Recorded data section start

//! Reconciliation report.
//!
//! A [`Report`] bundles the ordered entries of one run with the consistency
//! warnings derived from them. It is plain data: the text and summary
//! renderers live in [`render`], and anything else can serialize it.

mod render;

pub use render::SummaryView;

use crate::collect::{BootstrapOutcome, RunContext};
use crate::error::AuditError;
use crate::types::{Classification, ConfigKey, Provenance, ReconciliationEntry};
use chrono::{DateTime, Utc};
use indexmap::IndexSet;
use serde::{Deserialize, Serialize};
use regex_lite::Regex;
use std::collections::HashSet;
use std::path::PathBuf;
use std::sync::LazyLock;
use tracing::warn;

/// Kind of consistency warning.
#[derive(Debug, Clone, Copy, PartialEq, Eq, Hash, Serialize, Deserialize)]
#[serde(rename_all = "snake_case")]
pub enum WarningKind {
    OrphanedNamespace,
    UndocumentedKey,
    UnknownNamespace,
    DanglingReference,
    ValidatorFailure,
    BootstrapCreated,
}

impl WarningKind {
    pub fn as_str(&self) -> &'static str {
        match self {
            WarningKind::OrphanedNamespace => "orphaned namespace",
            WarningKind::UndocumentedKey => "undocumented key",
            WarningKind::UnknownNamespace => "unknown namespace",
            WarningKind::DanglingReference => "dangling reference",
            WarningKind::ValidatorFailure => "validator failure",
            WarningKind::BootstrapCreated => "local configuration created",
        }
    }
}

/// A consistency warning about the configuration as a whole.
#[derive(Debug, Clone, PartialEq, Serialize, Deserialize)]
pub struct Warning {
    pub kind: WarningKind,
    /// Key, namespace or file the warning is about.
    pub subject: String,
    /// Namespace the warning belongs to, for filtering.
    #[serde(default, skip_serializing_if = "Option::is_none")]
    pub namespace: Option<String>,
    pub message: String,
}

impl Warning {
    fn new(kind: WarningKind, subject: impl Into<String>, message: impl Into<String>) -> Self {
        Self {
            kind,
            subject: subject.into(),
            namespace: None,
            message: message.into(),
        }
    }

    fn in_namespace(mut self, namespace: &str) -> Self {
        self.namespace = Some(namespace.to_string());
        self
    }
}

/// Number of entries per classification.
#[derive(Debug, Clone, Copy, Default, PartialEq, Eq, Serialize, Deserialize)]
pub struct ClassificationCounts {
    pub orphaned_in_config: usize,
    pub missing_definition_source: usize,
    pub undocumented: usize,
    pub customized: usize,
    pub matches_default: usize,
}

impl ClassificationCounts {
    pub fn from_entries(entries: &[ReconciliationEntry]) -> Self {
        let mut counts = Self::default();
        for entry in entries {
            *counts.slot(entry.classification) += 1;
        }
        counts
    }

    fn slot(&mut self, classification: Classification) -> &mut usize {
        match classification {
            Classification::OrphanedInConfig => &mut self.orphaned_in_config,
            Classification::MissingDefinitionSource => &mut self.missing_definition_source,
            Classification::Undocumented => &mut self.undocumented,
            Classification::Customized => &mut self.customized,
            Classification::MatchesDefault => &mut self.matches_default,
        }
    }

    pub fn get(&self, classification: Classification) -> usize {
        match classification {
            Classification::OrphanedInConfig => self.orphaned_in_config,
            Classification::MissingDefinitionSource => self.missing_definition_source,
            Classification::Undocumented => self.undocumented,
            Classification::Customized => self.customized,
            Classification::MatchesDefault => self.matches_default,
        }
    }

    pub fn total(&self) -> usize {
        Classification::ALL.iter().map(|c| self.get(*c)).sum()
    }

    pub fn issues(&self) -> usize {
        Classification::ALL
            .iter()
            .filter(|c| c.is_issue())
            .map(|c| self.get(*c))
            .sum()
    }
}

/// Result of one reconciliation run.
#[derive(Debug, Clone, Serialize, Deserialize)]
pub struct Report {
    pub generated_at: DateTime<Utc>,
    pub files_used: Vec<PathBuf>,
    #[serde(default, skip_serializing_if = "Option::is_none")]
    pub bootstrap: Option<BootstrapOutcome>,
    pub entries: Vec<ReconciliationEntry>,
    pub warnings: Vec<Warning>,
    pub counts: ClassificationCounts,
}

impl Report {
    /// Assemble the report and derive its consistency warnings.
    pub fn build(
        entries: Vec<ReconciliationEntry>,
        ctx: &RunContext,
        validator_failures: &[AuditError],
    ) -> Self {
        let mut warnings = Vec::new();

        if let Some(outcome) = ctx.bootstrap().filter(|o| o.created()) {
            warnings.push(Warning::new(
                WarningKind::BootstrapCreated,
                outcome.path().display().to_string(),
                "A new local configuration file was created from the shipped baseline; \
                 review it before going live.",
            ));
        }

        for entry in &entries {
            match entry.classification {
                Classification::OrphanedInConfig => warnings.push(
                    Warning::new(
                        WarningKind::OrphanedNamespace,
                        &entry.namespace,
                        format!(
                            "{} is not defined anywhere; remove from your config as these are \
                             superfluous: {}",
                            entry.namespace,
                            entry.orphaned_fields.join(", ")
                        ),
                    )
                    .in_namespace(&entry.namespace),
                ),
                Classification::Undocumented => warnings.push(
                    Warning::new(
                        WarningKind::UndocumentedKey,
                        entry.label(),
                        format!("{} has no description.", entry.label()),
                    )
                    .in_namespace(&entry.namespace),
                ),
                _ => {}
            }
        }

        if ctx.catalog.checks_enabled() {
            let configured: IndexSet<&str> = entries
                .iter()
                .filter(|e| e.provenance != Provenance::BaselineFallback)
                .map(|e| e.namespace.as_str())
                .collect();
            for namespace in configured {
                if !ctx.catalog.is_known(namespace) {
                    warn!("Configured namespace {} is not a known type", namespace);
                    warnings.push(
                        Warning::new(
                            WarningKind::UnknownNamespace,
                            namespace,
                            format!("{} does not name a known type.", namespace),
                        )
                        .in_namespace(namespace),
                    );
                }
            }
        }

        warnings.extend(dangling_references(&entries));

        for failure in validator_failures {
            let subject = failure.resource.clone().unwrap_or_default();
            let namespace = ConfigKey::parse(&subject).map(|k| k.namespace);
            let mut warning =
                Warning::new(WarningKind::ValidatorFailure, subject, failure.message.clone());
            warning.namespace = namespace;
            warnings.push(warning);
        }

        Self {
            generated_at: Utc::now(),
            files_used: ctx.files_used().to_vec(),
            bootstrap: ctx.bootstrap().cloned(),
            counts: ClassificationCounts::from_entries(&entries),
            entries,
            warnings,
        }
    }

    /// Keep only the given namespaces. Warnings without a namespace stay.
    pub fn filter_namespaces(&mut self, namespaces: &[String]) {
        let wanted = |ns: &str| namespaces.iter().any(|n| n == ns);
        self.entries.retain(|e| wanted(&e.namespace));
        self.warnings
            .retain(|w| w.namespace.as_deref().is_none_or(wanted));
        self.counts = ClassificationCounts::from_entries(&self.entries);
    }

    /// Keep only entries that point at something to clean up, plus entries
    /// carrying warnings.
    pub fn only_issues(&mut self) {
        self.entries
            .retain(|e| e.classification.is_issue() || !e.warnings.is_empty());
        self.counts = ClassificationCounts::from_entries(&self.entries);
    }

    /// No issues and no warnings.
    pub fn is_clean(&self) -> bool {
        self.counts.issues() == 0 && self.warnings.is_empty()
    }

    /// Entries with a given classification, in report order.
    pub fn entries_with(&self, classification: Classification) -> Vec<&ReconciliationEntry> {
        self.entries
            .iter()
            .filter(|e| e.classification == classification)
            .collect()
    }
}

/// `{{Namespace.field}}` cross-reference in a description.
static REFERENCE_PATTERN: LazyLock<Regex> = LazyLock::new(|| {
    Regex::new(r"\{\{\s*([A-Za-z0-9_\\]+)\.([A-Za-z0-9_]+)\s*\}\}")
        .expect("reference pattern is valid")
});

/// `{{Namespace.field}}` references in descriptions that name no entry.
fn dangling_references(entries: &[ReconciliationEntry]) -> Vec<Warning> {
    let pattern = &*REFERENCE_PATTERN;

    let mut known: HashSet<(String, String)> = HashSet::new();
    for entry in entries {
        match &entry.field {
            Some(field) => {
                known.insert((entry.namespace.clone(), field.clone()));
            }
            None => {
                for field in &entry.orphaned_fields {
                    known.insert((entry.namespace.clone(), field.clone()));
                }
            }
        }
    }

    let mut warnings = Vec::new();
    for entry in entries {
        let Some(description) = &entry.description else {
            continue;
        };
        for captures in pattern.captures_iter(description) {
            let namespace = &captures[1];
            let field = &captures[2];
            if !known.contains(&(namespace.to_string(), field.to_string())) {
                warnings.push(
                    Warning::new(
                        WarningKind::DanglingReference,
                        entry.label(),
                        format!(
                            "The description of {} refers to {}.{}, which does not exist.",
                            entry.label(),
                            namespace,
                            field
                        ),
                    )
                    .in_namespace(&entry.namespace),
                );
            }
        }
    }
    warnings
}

Recorded data section end
Recorded data section start

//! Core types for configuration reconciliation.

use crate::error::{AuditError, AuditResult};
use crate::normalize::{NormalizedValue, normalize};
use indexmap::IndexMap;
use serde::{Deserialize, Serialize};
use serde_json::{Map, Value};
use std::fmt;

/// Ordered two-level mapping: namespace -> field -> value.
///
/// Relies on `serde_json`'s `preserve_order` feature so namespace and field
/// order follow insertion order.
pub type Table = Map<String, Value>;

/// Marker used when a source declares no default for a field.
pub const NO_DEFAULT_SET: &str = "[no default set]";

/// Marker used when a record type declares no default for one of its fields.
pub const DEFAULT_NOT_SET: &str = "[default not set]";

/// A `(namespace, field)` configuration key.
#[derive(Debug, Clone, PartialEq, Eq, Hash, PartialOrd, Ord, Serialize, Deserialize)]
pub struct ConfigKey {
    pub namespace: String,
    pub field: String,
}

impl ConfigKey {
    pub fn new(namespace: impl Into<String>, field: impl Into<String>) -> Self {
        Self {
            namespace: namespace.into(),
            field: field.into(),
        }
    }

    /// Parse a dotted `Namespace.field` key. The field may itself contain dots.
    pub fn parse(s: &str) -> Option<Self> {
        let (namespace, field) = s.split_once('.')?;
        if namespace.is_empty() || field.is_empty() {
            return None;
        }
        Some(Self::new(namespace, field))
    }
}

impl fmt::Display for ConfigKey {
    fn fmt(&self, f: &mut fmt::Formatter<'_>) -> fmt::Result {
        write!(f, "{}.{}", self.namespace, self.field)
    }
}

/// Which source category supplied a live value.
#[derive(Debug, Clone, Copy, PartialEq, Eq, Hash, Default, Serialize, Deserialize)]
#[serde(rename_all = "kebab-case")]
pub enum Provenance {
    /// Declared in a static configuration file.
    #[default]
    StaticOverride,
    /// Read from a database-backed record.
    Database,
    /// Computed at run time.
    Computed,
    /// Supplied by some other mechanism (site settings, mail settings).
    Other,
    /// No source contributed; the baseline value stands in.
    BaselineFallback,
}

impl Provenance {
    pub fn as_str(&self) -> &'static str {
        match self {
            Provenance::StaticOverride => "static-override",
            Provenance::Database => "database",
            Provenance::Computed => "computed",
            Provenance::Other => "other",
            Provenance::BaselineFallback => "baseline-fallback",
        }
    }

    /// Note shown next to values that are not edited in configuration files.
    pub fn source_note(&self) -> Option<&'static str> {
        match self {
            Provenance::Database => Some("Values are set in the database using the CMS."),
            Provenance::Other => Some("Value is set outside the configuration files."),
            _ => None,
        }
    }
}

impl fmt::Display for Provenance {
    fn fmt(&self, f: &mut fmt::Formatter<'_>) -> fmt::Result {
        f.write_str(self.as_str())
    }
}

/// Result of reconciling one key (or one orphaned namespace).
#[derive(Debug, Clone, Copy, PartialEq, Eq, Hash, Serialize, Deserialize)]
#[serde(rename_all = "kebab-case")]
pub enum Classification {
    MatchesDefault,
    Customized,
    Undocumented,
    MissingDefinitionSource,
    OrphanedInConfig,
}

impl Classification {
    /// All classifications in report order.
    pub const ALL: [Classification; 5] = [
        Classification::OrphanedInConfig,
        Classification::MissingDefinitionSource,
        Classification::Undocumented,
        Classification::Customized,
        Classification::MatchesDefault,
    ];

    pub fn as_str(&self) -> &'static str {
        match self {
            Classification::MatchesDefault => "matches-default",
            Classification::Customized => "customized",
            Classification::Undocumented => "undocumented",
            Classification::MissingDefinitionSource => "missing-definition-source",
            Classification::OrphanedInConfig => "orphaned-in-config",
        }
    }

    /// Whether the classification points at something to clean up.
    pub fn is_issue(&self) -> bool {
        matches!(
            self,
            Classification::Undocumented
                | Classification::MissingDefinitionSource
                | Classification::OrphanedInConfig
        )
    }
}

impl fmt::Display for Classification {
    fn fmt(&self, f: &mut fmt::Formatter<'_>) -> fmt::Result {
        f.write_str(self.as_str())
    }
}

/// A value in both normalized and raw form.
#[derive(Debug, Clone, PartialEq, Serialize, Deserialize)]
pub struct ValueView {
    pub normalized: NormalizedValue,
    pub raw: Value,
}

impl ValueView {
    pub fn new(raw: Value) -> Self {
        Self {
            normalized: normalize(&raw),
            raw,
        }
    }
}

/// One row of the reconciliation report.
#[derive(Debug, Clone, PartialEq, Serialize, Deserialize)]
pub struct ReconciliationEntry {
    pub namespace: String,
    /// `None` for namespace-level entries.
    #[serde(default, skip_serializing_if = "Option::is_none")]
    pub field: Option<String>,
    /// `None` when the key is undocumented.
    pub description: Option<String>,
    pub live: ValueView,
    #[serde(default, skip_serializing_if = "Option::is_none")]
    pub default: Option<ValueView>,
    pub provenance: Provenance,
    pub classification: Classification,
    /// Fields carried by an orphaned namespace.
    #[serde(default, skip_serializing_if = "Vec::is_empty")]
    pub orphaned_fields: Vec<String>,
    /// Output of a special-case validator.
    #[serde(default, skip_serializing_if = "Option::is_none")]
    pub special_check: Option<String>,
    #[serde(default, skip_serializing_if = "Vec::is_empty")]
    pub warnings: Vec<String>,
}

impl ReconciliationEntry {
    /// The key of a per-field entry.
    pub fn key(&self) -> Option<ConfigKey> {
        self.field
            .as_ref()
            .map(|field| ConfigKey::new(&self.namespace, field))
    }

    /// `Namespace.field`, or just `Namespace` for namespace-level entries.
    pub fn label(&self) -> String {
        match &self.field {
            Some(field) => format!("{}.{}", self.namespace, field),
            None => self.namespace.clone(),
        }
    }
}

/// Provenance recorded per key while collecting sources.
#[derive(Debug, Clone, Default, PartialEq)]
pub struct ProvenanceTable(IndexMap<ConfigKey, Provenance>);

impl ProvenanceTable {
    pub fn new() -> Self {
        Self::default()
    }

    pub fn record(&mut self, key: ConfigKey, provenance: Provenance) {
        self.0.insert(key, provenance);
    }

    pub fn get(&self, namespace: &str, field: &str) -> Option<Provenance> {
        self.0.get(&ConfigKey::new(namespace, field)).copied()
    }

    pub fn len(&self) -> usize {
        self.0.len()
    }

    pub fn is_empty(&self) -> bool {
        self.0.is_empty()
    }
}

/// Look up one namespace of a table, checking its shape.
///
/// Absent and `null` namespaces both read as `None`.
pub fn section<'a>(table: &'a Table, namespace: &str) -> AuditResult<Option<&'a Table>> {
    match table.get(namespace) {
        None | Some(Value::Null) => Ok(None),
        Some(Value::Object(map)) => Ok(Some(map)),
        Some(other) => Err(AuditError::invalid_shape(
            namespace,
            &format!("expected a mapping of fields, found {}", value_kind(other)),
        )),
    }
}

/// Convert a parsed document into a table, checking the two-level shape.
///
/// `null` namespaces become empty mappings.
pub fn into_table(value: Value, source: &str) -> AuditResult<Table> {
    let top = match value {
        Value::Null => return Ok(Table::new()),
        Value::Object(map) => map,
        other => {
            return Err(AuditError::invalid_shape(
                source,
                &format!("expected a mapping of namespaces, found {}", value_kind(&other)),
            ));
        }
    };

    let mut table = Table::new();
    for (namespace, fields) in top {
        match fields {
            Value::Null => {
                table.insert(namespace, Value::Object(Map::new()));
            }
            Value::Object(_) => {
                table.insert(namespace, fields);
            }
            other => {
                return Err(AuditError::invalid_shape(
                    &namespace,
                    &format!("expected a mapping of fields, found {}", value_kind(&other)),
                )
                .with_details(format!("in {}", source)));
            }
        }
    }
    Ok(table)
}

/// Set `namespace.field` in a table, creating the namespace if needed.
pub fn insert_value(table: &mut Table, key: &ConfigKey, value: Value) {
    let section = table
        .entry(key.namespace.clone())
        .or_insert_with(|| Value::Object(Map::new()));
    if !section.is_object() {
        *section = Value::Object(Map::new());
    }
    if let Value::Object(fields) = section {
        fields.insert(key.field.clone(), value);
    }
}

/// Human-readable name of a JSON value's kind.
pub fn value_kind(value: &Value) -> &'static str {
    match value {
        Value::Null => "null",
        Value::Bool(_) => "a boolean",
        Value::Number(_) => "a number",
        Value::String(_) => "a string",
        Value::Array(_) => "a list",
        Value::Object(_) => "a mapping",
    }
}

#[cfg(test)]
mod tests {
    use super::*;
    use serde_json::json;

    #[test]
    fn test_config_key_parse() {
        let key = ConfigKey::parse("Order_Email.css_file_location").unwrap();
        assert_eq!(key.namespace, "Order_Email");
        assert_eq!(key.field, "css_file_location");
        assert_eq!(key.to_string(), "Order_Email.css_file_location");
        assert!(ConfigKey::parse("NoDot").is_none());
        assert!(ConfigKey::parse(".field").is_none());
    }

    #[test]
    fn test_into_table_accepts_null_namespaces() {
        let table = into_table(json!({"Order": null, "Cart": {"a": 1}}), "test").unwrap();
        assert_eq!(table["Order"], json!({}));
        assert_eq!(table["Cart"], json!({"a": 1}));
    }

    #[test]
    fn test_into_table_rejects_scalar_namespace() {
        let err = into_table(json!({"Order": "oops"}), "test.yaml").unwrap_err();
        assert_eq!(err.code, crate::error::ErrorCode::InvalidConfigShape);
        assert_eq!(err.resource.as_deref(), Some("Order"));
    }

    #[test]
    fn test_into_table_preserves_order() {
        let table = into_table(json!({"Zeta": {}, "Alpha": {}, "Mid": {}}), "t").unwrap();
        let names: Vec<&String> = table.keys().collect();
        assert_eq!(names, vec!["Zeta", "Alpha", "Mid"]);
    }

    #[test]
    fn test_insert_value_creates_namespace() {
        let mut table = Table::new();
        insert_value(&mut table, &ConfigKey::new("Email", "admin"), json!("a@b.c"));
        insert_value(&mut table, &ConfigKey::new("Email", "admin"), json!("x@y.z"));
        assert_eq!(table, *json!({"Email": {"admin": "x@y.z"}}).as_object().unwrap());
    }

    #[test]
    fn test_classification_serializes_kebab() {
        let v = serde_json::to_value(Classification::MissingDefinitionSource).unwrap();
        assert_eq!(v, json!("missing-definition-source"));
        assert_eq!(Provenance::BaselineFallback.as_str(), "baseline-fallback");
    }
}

Recorded data section end
Recorded data section start

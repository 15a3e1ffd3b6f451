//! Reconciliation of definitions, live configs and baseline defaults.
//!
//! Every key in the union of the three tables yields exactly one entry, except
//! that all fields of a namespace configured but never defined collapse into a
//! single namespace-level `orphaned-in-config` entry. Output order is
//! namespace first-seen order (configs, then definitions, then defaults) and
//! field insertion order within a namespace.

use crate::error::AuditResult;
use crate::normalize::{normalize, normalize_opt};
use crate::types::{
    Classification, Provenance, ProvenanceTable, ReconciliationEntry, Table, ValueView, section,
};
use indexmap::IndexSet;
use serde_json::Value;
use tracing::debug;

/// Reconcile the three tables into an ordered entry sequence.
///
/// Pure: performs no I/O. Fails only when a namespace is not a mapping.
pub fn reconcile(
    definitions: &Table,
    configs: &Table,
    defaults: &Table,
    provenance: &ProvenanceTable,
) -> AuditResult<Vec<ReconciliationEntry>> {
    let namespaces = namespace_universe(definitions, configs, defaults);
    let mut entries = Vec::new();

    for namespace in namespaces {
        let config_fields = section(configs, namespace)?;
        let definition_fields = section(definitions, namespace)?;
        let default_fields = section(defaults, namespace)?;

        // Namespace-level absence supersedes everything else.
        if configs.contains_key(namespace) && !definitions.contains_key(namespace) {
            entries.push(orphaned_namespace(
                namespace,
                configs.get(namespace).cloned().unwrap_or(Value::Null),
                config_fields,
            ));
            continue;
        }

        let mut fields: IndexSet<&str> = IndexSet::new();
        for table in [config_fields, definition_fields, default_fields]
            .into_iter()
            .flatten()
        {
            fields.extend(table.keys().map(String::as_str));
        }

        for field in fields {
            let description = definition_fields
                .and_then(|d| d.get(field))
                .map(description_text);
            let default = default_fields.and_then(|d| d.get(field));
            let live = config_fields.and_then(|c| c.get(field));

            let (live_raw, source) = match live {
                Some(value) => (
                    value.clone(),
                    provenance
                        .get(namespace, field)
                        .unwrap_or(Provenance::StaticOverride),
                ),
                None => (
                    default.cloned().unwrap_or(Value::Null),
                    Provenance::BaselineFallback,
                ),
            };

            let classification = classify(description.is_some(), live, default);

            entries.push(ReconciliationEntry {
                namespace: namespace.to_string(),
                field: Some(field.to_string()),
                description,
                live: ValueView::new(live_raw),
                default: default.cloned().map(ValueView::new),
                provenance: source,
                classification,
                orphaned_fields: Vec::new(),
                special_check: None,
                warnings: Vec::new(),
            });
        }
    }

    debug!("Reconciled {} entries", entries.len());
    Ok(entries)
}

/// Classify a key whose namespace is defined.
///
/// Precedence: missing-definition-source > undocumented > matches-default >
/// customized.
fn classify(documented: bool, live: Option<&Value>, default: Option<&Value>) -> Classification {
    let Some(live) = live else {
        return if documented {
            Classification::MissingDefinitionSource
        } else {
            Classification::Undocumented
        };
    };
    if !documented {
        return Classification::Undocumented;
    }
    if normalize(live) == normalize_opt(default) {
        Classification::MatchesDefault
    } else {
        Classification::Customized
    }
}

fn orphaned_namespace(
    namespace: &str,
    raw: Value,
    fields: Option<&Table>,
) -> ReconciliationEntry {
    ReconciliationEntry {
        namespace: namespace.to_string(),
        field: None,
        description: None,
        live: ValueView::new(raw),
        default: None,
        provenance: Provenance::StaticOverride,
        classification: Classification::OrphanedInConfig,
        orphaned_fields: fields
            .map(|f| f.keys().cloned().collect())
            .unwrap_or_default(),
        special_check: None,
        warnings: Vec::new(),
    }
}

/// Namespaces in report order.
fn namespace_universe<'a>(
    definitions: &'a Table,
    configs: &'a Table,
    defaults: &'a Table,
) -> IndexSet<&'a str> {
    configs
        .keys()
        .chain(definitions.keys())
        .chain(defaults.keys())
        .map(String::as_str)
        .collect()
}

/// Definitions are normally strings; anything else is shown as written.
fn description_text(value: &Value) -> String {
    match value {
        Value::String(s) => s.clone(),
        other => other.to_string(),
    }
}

Recorded data section end

— Assignment —
Look above for the line with "value stands in." and the line with "in configuration files."; transcribe both and all lines in between, exactly, and nothing else.

— Solution for this task —
    /// No source contributed; the baseline value stands in.
    BaselineFallback,
}

impl Provenance {
    pub fn as_str(&self) -> &'static str {
        match self {
            Provenance::StaticOverride => "static-override",
            Provenance::Database => "database",
            Provenance::Computed => "computed",
            Provenance::Other => "other",
            Provenance::BaselineFallback => "baseline-fallback",
        }
    }

    /// Note shown next to values that are not edited in configuration files.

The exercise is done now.